Chapter Sub-titles
The original French version of the text has an extended table of contents at the back of the book that includes what look to be sub-titles for each of the chapters. For instance, the chapter entitled La ‘Sensation’ has the following sub-titles: Comme impression. Comme qualité. Comme la conséquence immédiate d’une excitation. Qu’est-ce que le sentir? Unfortunately, these have been left out of the Smith translation. Even in the original French version, however, there is no indication as to which parts of the text these sub-titles cover. It sure would be nice to have the sub-titles in the body of the translation. One of the issues, then, will be where to put them. I understand from Bert Dreyfus that one of the translations (was it the translation into Swiss German?) has attempted this.
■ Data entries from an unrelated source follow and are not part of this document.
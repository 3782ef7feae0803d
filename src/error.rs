//! Error types for the gateway
//!
//! Provides unified error handling using thiserror.

use axum::{
    http::StatusCode,
    response::{IntoResponse, Response},
    Json,
};
use thiserror::Error;

use crate::models::ErrorResponse;
use crate::upstream::TransportError;

// == Fetch Error Enum ==
/// Classified outcome of a failed upstream lookup.
///
/// Only the final classification leaves the fetcher; retryable failures
/// seen along the way are folded into `UpstreamUnavailable`.
#[derive(Error, Debug, Clone, PartialEq, Eq)]
pub enum FetchError {
    /// Upstream reported the resource does not exist (404)
    #[error("pokemon not found")]
    NotFound,

    /// Upstream answered with a status that is neither success, 404 nor 5xx
    #[error("upstream returned status {0}")]
    UpstreamStatus(u16),

    /// Every attempt failed at the transport level or with a 5xx
    #[error("upstream unavailable: {last_reason}")]
    UpstreamUnavailable {
        last_reason: String,
        last_status: Option<u16>,
    },

    /// The caller's deadline or cancellation fired mid-flight
    #[error("request cancelled before the upstream answered")]
    Cancelled,

    /// A 200 body that does not match the expected document
    #[error("failed to parse upstream response: {0}")]
    DecodeFailure(String),
}

impl FetchError {
    /// HTTP status reported by the upstream, when one was seen.
    pub fn upstream_status(&self) -> Option<u16> {
        match self {
            FetchError::NotFound => Some(404),
            FetchError::UpstreamStatus(code) => Some(*code),
            FetchError::UpstreamUnavailable { last_status, .. } => *last_status,
            FetchError::DecodeFailure(_) => Some(200),
            FetchError::Cancelled => None,
        }
    }
}

// == Gateway Error Enum ==
/// Everything a gateway endpoint can fail with.
#[derive(Error, Debug)]
pub enum GatewayError {
    /// Invalid request data
    #[error("{0}")]
    BadRequest(String),

    /// Upstream lookup failed
    #[error(transparent)]
    Fetch(#[from] FetchError),
}

impl GatewayError {
    /// Status code and stable error code for the response.
    pub fn status_and_code(&self) -> (StatusCode, &'static str) {
        match self {
            GatewayError::BadRequest(_) => (StatusCode::BAD_REQUEST, "bad_request"),
            GatewayError::Fetch(err) => match err {
                FetchError::NotFound => (StatusCode::NOT_FOUND, "not_found"),
                FetchError::UpstreamStatus(_) => (StatusCode::BAD_GATEWAY, "upstream_error"),
                FetchError::UpstreamUnavailable { .. } => {
                    (StatusCode::BAD_GATEWAY, "upstream_unavailable")
                }
                FetchError::DecodeFailure(_) => (StatusCode::BAD_GATEWAY, "upstream_decode_error"),
                FetchError::Cancelled => (StatusCode::GATEWAY_TIMEOUT, "request_cancelled"),
            },
        }
    }
}

// == API Error ==
/// A gateway error bound to the correlation ID of the request that produced it.
#[derive(Debug)]
pub struct ApiError {
    pub error: GatewayError,
    pub request_id: String,
}

impl ApiError {
    pub fn new(error: impl Into<GatewayError>, request_id: impl Into<String>) -> Self {
        Self {
            error: error.into(),
            request_id: request_id.into(),
        }
    }
}

// == IntoResponse Implementation ==
impl IntoResponse for ApiError {
    fn into_response(self) -> Response {
        let (status, code) = self.error.status_and_code();
        let body = Json(ErrorResponse::new(
            code,
            self.error.to_string(),
            self.request_id,
        ));

        (status, body).into_response()
    }
}

// == Startup Error ==
/// Failures while wiring the application state at startup.
#[derive(Error, Debug)]
pub enum StartupError {
    #[error("failed to build upstream transport: {0}")]
    Transport(#[from] TransportError),

    #[error("failed to register metrics: {0}")]
    Metrics(#[from] prometheus::Error),
}

// == Result Type Alias ==
/// Convenience Result type for upstream lookups.
pub type Result<T> = std::result::Result<T, FetchError>;

#[cfg(test)]
mod tests {
    use super::*;

    #[test]
    fn test_status_mapping() {
        let cases = [
            (GatewayError::BadRequest("x".into()), StatusCode::BAD_REQUEST, "bad_request"),
            (FetchError::NotFound.into(), StatusCode::NOT_FOUND, "not_found"),
            (FetchError::UpstreamStatus(418).into(), StatusCode::BAD_GATEWAY, "upstream_error"),
            (
                FetchError::UpstreamUnavailable {
                    last_reason: "upstream status 503".into(),
                    last_status: Some(503),
                }
                .into(),
                StatusCode::BAD_GATEWAY,
                "upstream_unavailable",
            ),
            (
                FetchError::DecodeFailure("eof".into()).into(),
                StatusCode::BAD_GATEWAY,
                "upstream_decode_error",
            ),
            (FetchError::Cancelled.into(), StatusCode::GATEWAY_TIMEOUT, "request_cancelled"),
        ];

        for (error, status, code) in cases {
            assert_eq!(error.status_and_code(), (status, code), "{:?}", error);
        }
    }

    #[test]
    fn test_upstream_status() {
        assert_eq!(FetchError::NotFound.upstream_status(), Some(404));
        assert_eq!(FetchError::UpstreamStatus(429).upstream_status(), Some(429));
        assert_eq!(FetchError::Cancelled.upstream_status(), None);
        assert_eq!(
            FetchError::UpstreamUnavailable {
                last_reason: "connection refused".into(),
                last_status: None,
            }
            .upstream_status(),
            None
        );
    }

    #[tokio::test]
    async fn test_api_error_envelope() {
        let response = ApiError::new(FetchError::NotFound, "rid-1").into_response();
        assert_eq!(response.status(), StatusCode::NOT_FOUND);

        let bytes = axum::body::to_bytes(response.into_body(), usize::MAX)
            .await
            .unwrap();
        let json: serde_json::Value = serde_json::from_slice(&bytes).unwrap();
        assert_eq!(json["error"]["code"], "not_found");
        assert_eq!(json["error"]["message"], "pokemon not found");
        assert_eq!(json["error"]["request_id"], "rid-1");
    }
}
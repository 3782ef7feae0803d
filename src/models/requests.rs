//! Request DTOs for the gateway API
//!
//! Defines the structure of incoming query strings.

use serde::Deserialize;

/// Query string for the greeting endpoint (GET /hello)
#[derive(Debug, Clone, Default, Deserialize)]
pub struct HelloQuery {
    /// Who to greet, defaults to "world"
    #[serde(default)]
    pub name: Option<String>,
}

impl HelloQuery {
    /// Returns the name to greet, falling back to "world" when absent or empty.
    pub fn name_or_default(&self) -> &str {
        match self.name.as_deref() {
            Some(name) if !name.is_empty() => name,
            _ => "world",
        }
    }
}
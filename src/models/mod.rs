//! Request and Response models for the gateway API
//!
//! This module defines the upstream payload we normalize to and the
//! DTOs used for serializing/deserializing HTTP request and response bodies.

pub mod pokemon;
pub mod requests;
pub mod responses;

// Re-export commonly used types
pub use pokemon::Pokemon;
pub use requests::HelloQuery;
pub use responses::{ErrorBody, ErrorResponse, HelloResponse};
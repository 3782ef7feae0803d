//! Property-Based Tests for Cache Module
//!
//! Uses proptest to check freshness, expiry and overwrite behaviour of the store.

use proptest::prelude::*;
use std::collections::HashMap;
use std::time::Duration;

use crate::cache::CacheStore;

// == Test Configuration ==
const TEST_TTL: Duration = Duration::from_secs(300);

// == Strategies ==
/// Generates cache keys shaped like upstream resource names
fn valid_key_strategy() -> impl Strategy<Value = String> {
    "[a-z0-9-]{1,24}".prop_map(|s| s)
}

fn valid_value_strategy() -> impl Strategy<Value = u32> {
    any::<u32>()
}

#[derive(Debug, Clone)]
enum CacheOp {
    Set { key: String, value: u32 },
    Get { key: String },
}

fn cache_op_strategy() -> impl Strategy<Value = CacheOp> {
    prop_oneof![
        (valid_key_strategy(), valid_value_strategy())
            .prop_map(|(key, value)| CacheOp::Set { key, value }),
        valid_key_strategy().prop_map(|key| CacheOp::Get { key }),
    ]
}

/// Runs `f` on a current-thread runtime with a paused clock so tests can move time by hand.
fn with_paused_clock<F: std::future::Future<Output = ()>>(f: F) {
    tokio::runtime::Builder::new_current_thread()
        .enable_time()
        .start_paused(true)
        .build()
        .unwrap()
        .block_on(f)
}

proptest! {
    #![proptest_config(ProptestConfig::with_cases(100))]

    // Storing a value and reading it back before expiry returns the same value.
    #[test]
    fn prop_roundtrip_storage(key in valid_key_strategy(), value in valid_value_strategy()) {
        let store = CacheStore::new(TEST_TTL);

        store.set(key.clone(), value);

        prop_assert_eq!(store.get(&key), Some(value), "Round-trip value mismatch");
    }

    // A second set on the same key always wins over the first.
    #[test]
    fn prop_overwrite_semantics(
        key in valid_key_strategy(),
        value1 in valid_value_strategy(),
        value2 in valid_value_strategy()
    ) {
        let store = CacheStore::new(TEST_TTL);

        store.set(key.clone(), value1);
        store.set(key.clone(), value2);

        prop_assert_eq!(store.get(&key), Some(value2), "Overwrite should return new value");
        prop_assert_eq!(store.len(), 1, "Should have exactly one entry after overwrite");
    }

    // Any interleaving of sets and gets behaves like a plain map while entries are live.
    #[test]
    fn prop_matches_model_map(ops in prop::collection::vec(cache_op_strategy(), 1..100)) {
        let store = CacheStore::new(TEST_TTL);
        let mut model: HashMap<String, u32> = HashMap::new();

        for op in ops {
            match op {
                CacheOp::Set { key, value } => {
                    store.set(key.clone(), value);
                    model.insert(key, value);
                }
                CacheOp::Get { key } => {
                    prop_assert_eq!(store.get(&key), model.get(&key).copied());
                }
            }
        }

        prop_assert_eq!(store.len(), model.len());
    }

    // A value is visible strictly before `ttl` has elapsed and absent from `ttl` on.
    #[test]
    fn prop_ttl_freshness(
        key in valid_key_strategy(),
        value in valid_value_strategy(),
        ttl_ms in 1u64..10_000,
        elapsed_ms in 0u64..20_000
    ) {
        let mut observed = None;
        with_paused_clock(async {
            let store = CacheStore::new(Duration::from_millis(ttl_ms));
            store.set(key.clone(), value);
            tokio::time::advance(Duration::from_millis(elapsed_ms)).await;
            observed = Some(store.get(&key));
        });

        let expected = if elapsed_ms < ttl_ms { Some(value) } else { None };
        prop_assert_eq!(observed, Some(expected));
    }

    // With a zero TTL nothing is ever served back.
    #[test]
    fn prop_zero_ttl_never_hits(key in valid_key_strategy(), value in valid_value_strategy()) {
        let store = CacheStore::new(Duration::ZERO);

        store.set(key.clone(), value);

        prop_assert_eq!(store.get(&key), None);
    }
}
Has anyone seen this translation? Any sense for how successful their choices were? A further note on the jump…
I used to think it was a peculiar and unique feature of French books to have an extended table of contents - just the way they tend to put the table of contents at the back of the book instead of the front. But - and probably most people have noticed this already - lots of American books used to have extended tables of contents too. I was reading James’s Varieties of Religious Experience the other day, for example, and he’s done just exactly the same thing. And just as with PP, there is no indication in the body of the text about which parts are covered by which sub-title. It leads me to believe that perhaps these were not so much sub-titles or sub-headings, therefore, as short synopses of the chapter. A sort of Cliff Notes published along with the book. If that’s right, then there’s no guarantee that the sub-titles actually correspond - and in order - to parts of the text. Any thoughts?
Comments
One option, then, is to put the subheadings in the table of contents at the beginning, but without specific page references. That could avoid possibly undecidable dilemmas about where exactly to insert them.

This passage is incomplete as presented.